For a non-CM elliptic curve $E/ \mathbb Q $ with conductor $N$ and and for a prime $p\nmid N$, $N_p(E):=p+1-a(p)$ denotes the number of points of the reduction of $E$ modulo $p$. Assume that $E$ is not $\mathbb Q$-isogenous to an elliptic curve with torsion. In 1988, N. Koblitz conjectured that $$\{p\le x: p\nmid N,~ N_p(E) \text{ is prime}\}\sim C_E \frac{x}{(\log x)^2},$$ where $C_E$ is a positive constant depending on $E$. In particular, $N_p(E)$ is prime infinitely often when $p$ runs over the set of primes. This conjecture is still open but there are many results towards this in the literature.

In general, the obvious variant of Koblitz's conjecture is not true for modular forms of higher weights.

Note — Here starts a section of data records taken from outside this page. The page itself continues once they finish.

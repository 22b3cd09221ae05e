//! Initials, reversal, and counting.

/// Upper-cased first character of each whitespace-delimited word.
pub fn initials(value: &str) -> String {
    value
        .split_whitespace()
        .filter_map(|word| word.chars().next())
        .flat_map(char::to_uppercase)
        .collect()
}

/// Reverse character order.
pub fn reverse(value: &str) -> String {
    value.chars().rev().collect()
}

/// Number of whitespace-delimited words, as decimal text.
///
/// Blank input has zero words. A regex split on `\s+` would report one
/// (empty) word for `""`; this counts tokens instead.
pub fn word_count(value: &str) -> String {
    value.split_whitespace().count().to_string()
}

/// Number of characters (Unicode scalar values), whitespace included.
pub fn char_count(value: &str) -> String {
    value.chars().count().to_string()
}

#[cfg(test)]
mod tests {
    use super::*;

    #[test]
    fn initials_skip_extra_whitespace() {
        assert_eq!(initials("  john   michael\tsmith "), "JMS");
        assert_eq!(initials(""), "");
    }

    #[test]
    fn counts() {
        assert_eq!(word_count("Hello world example"), "3");
        assert_eq!(word_count("   "), "0");
        assert_eq!(word_count(""), "0");
        assert_eq!(char_count(" héllo "), "7");
    }
}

However, Kirti Joshi in 2012 gave an estimate for the primes $p$ for which $p^{k-1}+1-a_f(p)$ is an almost prime, i.e., has few prime divisors, where $a_f(p)$ is the (integer) $p$th Fourier coefficient of a newform $f$.

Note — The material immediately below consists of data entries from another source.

//! Typed text cleaning.

use std::fmt;
use std::str::FromStr;
use std::sync::LazyLock;

use regex::Regex;
use serde::{Deserialize, Serialize};
use tracing::debug;

use crate::error::AnalyticsError;

static HTML_TAG_REGEX: LazyLock<Regex> =
    LazyLock::new(|| Regex::new(r"<[^>]+>").expect("Invalid HTML tag regex"));

static EMAIL_TOKEN_REGEX: LazyLock<Regex> =
    LazyLock::new(|| Regex::new(r"\S+@\S+").expect("Invalid email token regex"));

static PHONE_REGEX: LazyLock<Regex> = LazyLock::new(|| {
    Regex::new(r"(\+?\d{1,3})?[\s.-]?\(?\d{3}\)?[\s.-]?\d{3}[\s.-]?\d{4}")
        .expect("Invalid phone regex")
});

static URL_REGEX: LazyLock<Regex> = LazyLock::new(|| {
    Regex::new(r"https?://(?:[a-zA-Z]|[0-9]|[$-_@.&+]|[!*\\(),]|%[0-9a-fA-F]{2})+")
        .expect("Invalid URL regex")
});

static PUNCTUATION_REGEX: LazyLock<Regex> =
    LazyLock::new(|| Regex::new(r"[^\w\s]").expect("Invalid punctuation regex"));

static DIGITS_REGEX: LazyLock<Regex> =
    LazyLock::new(|| Regex::new(r"\d+").expect("Invalid digits regex"));

static WHITESPACE_REGEX: LazyLock<Regex> =
    LazyLock::new(|| Regex::new(r"\s+").expect("Invalid whitespace regex"));

/// Entities decoded after HTML tags are stripped, in decoding order.
const HTML_ENTITIES: [(&str, &str); 5] = [
    ("&amp;", "&"),
    ("&lt;", "<"),
    ("&gt;", ">"),
    ("&quot;", "\""),
    ("&#39;", "'"),
];

/// What to remove from a text.
#[derive(Debug, Clone, Copy, PartialEq, Eq, Hash, Serialize, Deserialize)]
#[serde(rename_all = "lowercase")]
pub enum CleanKind {
    /// Strip tags and decode common entities.
    Html,
    /// Remove anything shaped like `user@host`.
    Email,
    Phone,
    /// Remove `http://` and `https://` URLs.
    Url,
    /// Remove everything that is neither a word character nor whitespace.
    Punctuation,
    Numbers,
    /// Collapse whitespace runs to one space and trim.
    Whitespace,
    /// Html, email, phone, url, punctuation, then whitespace.
    All,
}

impl CleanKind {
    pub const ALL: [CleanKind; 8] = [
        CleanKind::Html,
        CleanKind::Email,
        CleanKind::Phone,
        CleanKind::Url,
        CleanKind::Punctuation,
        CleanKind::Numbers,
        CleanKind::Whitespace,
        CleanKind::All,
    ];

    pub fn as_str(&self) -> &'static str {
        match self {
            CleanKind::Html => "html",
            CleanKind::Email => "email",
            CleanKind::Phone => "phone",
            CleanKind::Url => "url",
            CleanKind::Punctuation => "punctuation",
            CleanKind::Numbers => "numbers",
            CleanKind::Whitespace => "whitespace",
            CleanKind::All => "all",
        }
    }

    /// Apply this cleaning to a text.
    pub fn apply(&self, text: &str) -> String {
        match self {
            CleanKind::Html => strip_html(text),
            CleanKind::Email => EMAIL_TOKEN_REGEX.replace_all(text, "").into_owned(),
            CleanKind::Phone => PHONE_REGEX.replace_all(text, "").into_owned(),
            CleanKind::Url => URL_REGEX.replace_all(text, "").into_owned(),
            CleanKind::Punctuation => PUNCTUATION_REGEX.replace_all(text, "").into_owned(),
            CleanKind::Numbers => DIGITS_REGEX.replace_all(text, "").into_owned(),
            CleanKind::Whitespace => collapse_whitespace(text),
            CleanKind::All => {
                let mut result = HTML_TAG_REGEX.replace_all(text, "").into_owned();
                for regex in [&EMAIL_TOKEN_REGEX, &PHONE_REGEX, &URL_REGEX, &PUNCTUATION_REGEX] {
                    result = regex.replace_all(&result, "").into_owned();
                }
                collapse_whitespace(&result)
            }
        }
    }
}

impl fmt::Display for CleanKind {
    fn fmt(&self, f: &mut fmt::Formatter<'_>) -> fmt::Result {
        write!(f, "{}", self.as_str())
    }
}

impl FromStr for CleanKind {
    type Err = AnalyticsError;

    fn from_str(s: &str) -> Result<Self, Self::Err> {
        let normalized = s.to_lowercase();
        CleanKind::ALL
            .into_iter()
            .find(|kind| kind.as_str() == normalized)
            .ok_or_else(|| AnalyticsError::UnknownCleanKind {
                name: s.to_string(),
            })
    }
}

fn strip_html(text: &str) -> String {
    let mut result = HTML_TAG_REGEX.replace_all(text, "").into_owned();
    for (entity, decoded) in HTML_ENTITIES {
        result = result.replace(entity, decoded);
    }
    result
}

fn collapse_whitespace(text: &str) -> String {
    WHITESPACE_REGEX.replace_all(text, " ").trim().to_string()
}

/// Clean a text by kind name.
///
/// Empty text, a missing kind, or an unrecognized kind return the text
/// unchanged.
///
/// # Examples
///
/// ```
/// use textudf_analytics::clean_text;
///
/// assert_eq!(clean_text("<b>Fish &amp; Chips</b>", Some("html")), "Fish & Chips");
/// assert_eq!(clean_text("  too   many  spaces ", Some("whitespace")), "too many spaces");
/// assert_eq!(clean_text("left alone", Some("sparkle")), "left alone");
/// ```
pub fn clean_text(text: &str, kind: Option<&str>) -> String {
    if text.is_empty() {
        return String::new();
    }
    let Some(name) = kind else {
        return text.to_string();
    };
    match name.parse::<CleanKind>() {
        Ok(kind) => kind.apply(text),
        Err(error) => {
            debug!(%error, "returning text unchanged");
            text.to_string()
        }
    }
}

In this talk, we will obtain an estimate for the set of primes $p$ such that $a_1(p)-a_2(p)$ is an almost prime, where $a_{1}(n)$ and $a_{2}(n)$ are rational integral Fourier coefficients of two distinct non-CM newforms of weight $k$. More precisely, under GRH, we will give a non-trivial lower bound for the number of primes $p$ such that $$\omega(a_1(p)-a_2(p)) \le [ 7k+{1}/{2}+k^{1/5} ],$$ where $\omega(n)$ denotes the number of distinct prime divisors of an integer $n$. As an application, we obtain a variant of multiplicity one result for newforms via congruences.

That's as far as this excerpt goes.